Pets get loose all the time, despite our best efforts to keep them safe.  A gardener forgets to close a gate, a burglar cuts a hole in a fence, an earthquake or flood takes down a wall.  It can happen to anyone. It can happen to you.

According to the ASPCA, approximately 3.3 million dogs enter U.S. animal shelters nationwide every year.  Of those, only around 620,000 are returned to their families.  Your dog has a 1 in 3 chance of being lost at some point during its life.

How can you increase your odds of getting your best friend home safely?  

Consider microchipping your pet.

What is it & how does it work?

A tiny microchip (about the size of a grain of rice), containing contact information for your pet is implanted between it’s shoulder blades.  

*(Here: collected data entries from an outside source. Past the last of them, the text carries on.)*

//! PDF object serialization.
//!
//! Output is deterministic: dictionary keys are written in sorted order so
//! that re-processing the same input yields byte-identical files.

use crate::object::{Object, PdfDict};

/// Serializer for PDF objects.
#[derive(Debug, Clone, Default)]
pub struct ObjectSerializer {
    /// Whether to use compact formatting (minimal whitespace)
    compact: bool,
}

impl ObjectSerializer {
    /// Create a new object serializer with default settings.
    pub fn new() -> Self {
        Self::default()
    }

    /// Create a compact serializer (minimal whitespace).
    pub fn compact() -> Self {
        Self { compact: true }
    }

    /// Serialize an object to bytes.
    pub fn serialize(&self, obj: &Object) -> Vec<u8> {
        let mut buf = Vec::new();
        self.write_object(&mut buf, obj);
        buf
    }

    /// Serialize an indirect object definition:
    /// `{id} {gen} obj\n{object}\nendobj\n`.
    pub fn serialize_indirect(&self, id: u32, gen: u16, obj: &Object) -> Vec<u8> {
        let mut buf = format!("{} {} obj\n", id, gen).into_bytes();
        self.write_object(&mut buf, obj);
        buf.extend_from_slice(b"\nendobj\n");
        buf
    }

    fn write_object(&self, w: &mut Vec<u8>, obj: &Object) {
        match obj {
            Object::Null => w.extend_from_slice(b"null"),
            Object::Boolean(b) => w.extend_from_slice(if *b { b"true" } else { b"false" }),
            Object::Integer(i) => w.extend_from_slice(i.to_string().as_bytes()),
            Object::Real(r) => write_real(w, *r),
            Object::String(s) => write_string(w, s),
            Object::Name(n) => write_name(w, n),
            Object::Array(items) => {
                w.push(b'[');
                for (i, item) in items.iter().enumerate() {
                    if i > 0 {
                        w.push(b' ');
                    }
                    self.write_object(w, item);
                }
                w.push(b']');
            },
            Object::Dictionary(dict) => self.write_dictionary(w, dict),
            Object::Stream { dict, data } => {
                let mut dict = dict.clone();
                dict.insert("Length".to_string(), Object::Integer(data.len() as i64));
                self.write_dictionary(w, &dict);
                w.extend_from_slice(b"\nstream\n");
                w.extend_from_slice(data);
                w.extend_from_slice(b"\nendstream");
            },
            Object::Reference(r) => w.extend_from_slice(format!("{} {} R", r.id, r.gen).as_bytes()),
        }
    }

    fn write_dictionary(&self, w: &mut Vec<u8>, dict: &PdfDict) {
        w.extend_from_slice(b"<<");

        let mut keys: Vec<&String> = dict.keys().collect();
        keys.sort();

        for key in keys {
            w.extend_from_slice(if self.compact { b" " } else { b"\n  " });
            write_name(w, key);
            w.push(b' ');
            self.write_object(w, &dict[key]);
        }

        w.extend_from_slice(if self.compact || dict.is_empty() { b" >>" } else { b"\n>>" });
    }
}

/// Reals with up to five decimals, trailing zeros trimmed.
fn write_real(w: &mut Vec<u8>, value: f64) {
    if !value.is_finite() {
        w.push(b'0');
    } else if value.fract() == 0.0 && value.abs() < i64::MAX as f64 {
        w.extend_from_slice((value as i64).to_string().as_bytes());
    } else {
        let formatted = format!("{:.5}", value);
        let trimmed = formatted.trim_end_matches('0').trim_end_matches('.');
        w.extend_from_slice(if trimmed == "-0" { "0" } else { trimmed }.as_bytes());
    }
}

/// Literal syntax for printable text, hex syntax for anything else.
fn write_string(w: &mut Vec<u8>, data: &[u8]) {
    let printable = data
        .iter()
        .all(|&b| matches!(b, b'\n' | b'\r' | b'\t' | 0x20..=0x7E));

    if printable {
        w.push(b'(');
        for &byte in data {
            match byte {
                b'(' | b')' | b'\\' => w.extend_from_slice(&[b'\\', byte]),
                b'\n' => w.extend_from_slice(b"\\n"),
                b'\r' => w.extend_from_slice(b"\\r"),
                b'\t' => w.extend_from_slice(b"\\t"),
                _ => w.push(byte),
            }
        }
        w.push(b')');
    } else {
        w.push(b'<');
        w.extend_from_slice(hex_upper(data).as_bytes());
        w.push(b'>');
    }
}

/// `#xx`-escape every byte outside the regular-character set.
fn write_name(w: &mut Vec<u8>, name: &str) {
    w.push(b'/');
    for byte in name.bytes() {
        if byte > 0x20 && byte < 0x7F && byte != b'#' && !crate::lexer::is_delimiter(byte) {
            w.push(byte);
        } else {
            w.extend_from_slice(format!("#{:02X}", byte).as_bytes());
        }
    }
}

/// Upper-case hex encoding.
pub fn hex_upper(data: &[u8]) -> String {
    data.iter().map(|b| format!("{:02X}", b)).collect()
}

#[cfg(test)]
mod tests {
    use super::*;
    use crate::object::ObjectRef;
    use crate::parser::parse_object;

    fn ser(obj: &Object) -> String {
        String::from_utf8(ObjectSerializer::compact().serialize(obj)).unwrap()
    }

    #[test]
    fn test_primitives() {
        assert_eq!(ser(&Object::Null), "null");
        assert_eq!(ser(&Object::Boolean(true)), "true");
        assert_eq!(ser(&Object::Integer(-42)), "-42");
        assert_eq!(ser(&Object::Real(3.0)), "3");
        assert_eq!(ser(&Object::Real(0.125)), "0.125");
        assert_eq!(ser(&Object::Real(f64::NAN)), "0");
        assert_eq!(ser(&Object::Reference(ObjectRef::new(5, 0))), "5 0 R");
    }

    #[test]
    fn test_strings() {
        assert_eq!(ser(&Object::text("a(b)\\")), "(a\\(b\\)\\\\)");
        assert_eq!(ser(&Object::String(vec![0x00, 0xFF])), "<00FF>");
    }

    #[test]
    fn test_name_escaping() {
        assert_eq!(ser(&Object::name("A B")), "/A#20B");
        assert_eq!(ser(&Object::name("Adobe.PPKLite")), "/Adobe.PPKLite");
        assert_eq!(ser(&Object::name("a/b#")), "/a#2Fb#23");
    }

    #[test]
    fn test_dictionary_is_sorted() {
        let mut dict = PdfDict::new();
        dict.insert("Zeta".into(), Object::Integer(1));
        dict.insert("Alpha".into(), Object::Integer(2));
        assert_eq!(ser(&Object::Dictionary(dict)), "<< /Alpha 2 /Zeta 1 >>");
    }

    #[test]
    fn test_stream_length_is_rewritten() {
        let mut dict = PdfDict::new();
        dict.insert("Length".into(), Object::Integer(999));
        let stream = Object::Stream {
            dict,
            data: bytes::Bytes::from_static(b"abc"),
        };
        let out = ser(&stream);
        assert!(out.starts_with("<< /Length 3 >>\nstream\nabc\nendstream"));
    }

    #[test]
    fn test_output_parses_back() {
        let mut dict = PdfDict::new();
        dict.insert("Kids".into(), Object::Array(vec![Object::Reference(ObjectRef::new(3, 0))]));
        dict.insert("Title".into(), Object::text("Quarterly (draft)"));
        dict.insert("Weird Name".into(), Object::Real(-1.5));
        let original = Object::Dictionary(dict);

        let bytes = ObjectSerializer::new().serialize(&original);
        let (_, parsed) = parse_object(&bytes).unwrap();
        assert_eq!(parsed, original);
    }

    #[test]
    fn test_indirect() {
        let out = ObjectSerializer::compact().serialize_indirect(7, 0, &Object::Integer(1));
        assert_eq!(out, b"7 0 obj\n1\nendobj\n");
    }
}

Done by your vet or local shelter, the procedure is minimally invasive and is done by injecting the chip with a syringe, not unlike shots your dog probably already gets from the vet.  It will generally cost around 50 bucks, but is sometimes included in adoption fees.

The chip uses passive RFID (Radio Frequency Identification) technology, which can be scanned by a vet or shelter.

An enrollment form will need to be completed, which is then sent to a registry.  For a fee, the registry will generally offer 24-hour, toll-free telephone service for the life of your pet.  Remember, chips without current contact information are essentially useless, so be sure to register and keep up with any fees.

According to, only about 22 percent of lost dogs that entered the animal shelters were reunited with their families. However, the return-to-owner rate for microchipped dogs was over 52 percent.

Are there any downsides?

Like with any medical procedure, there are risks of complications.  Although uncommon, some side effects, such as temporary bleeding, infections or hair loss may occur.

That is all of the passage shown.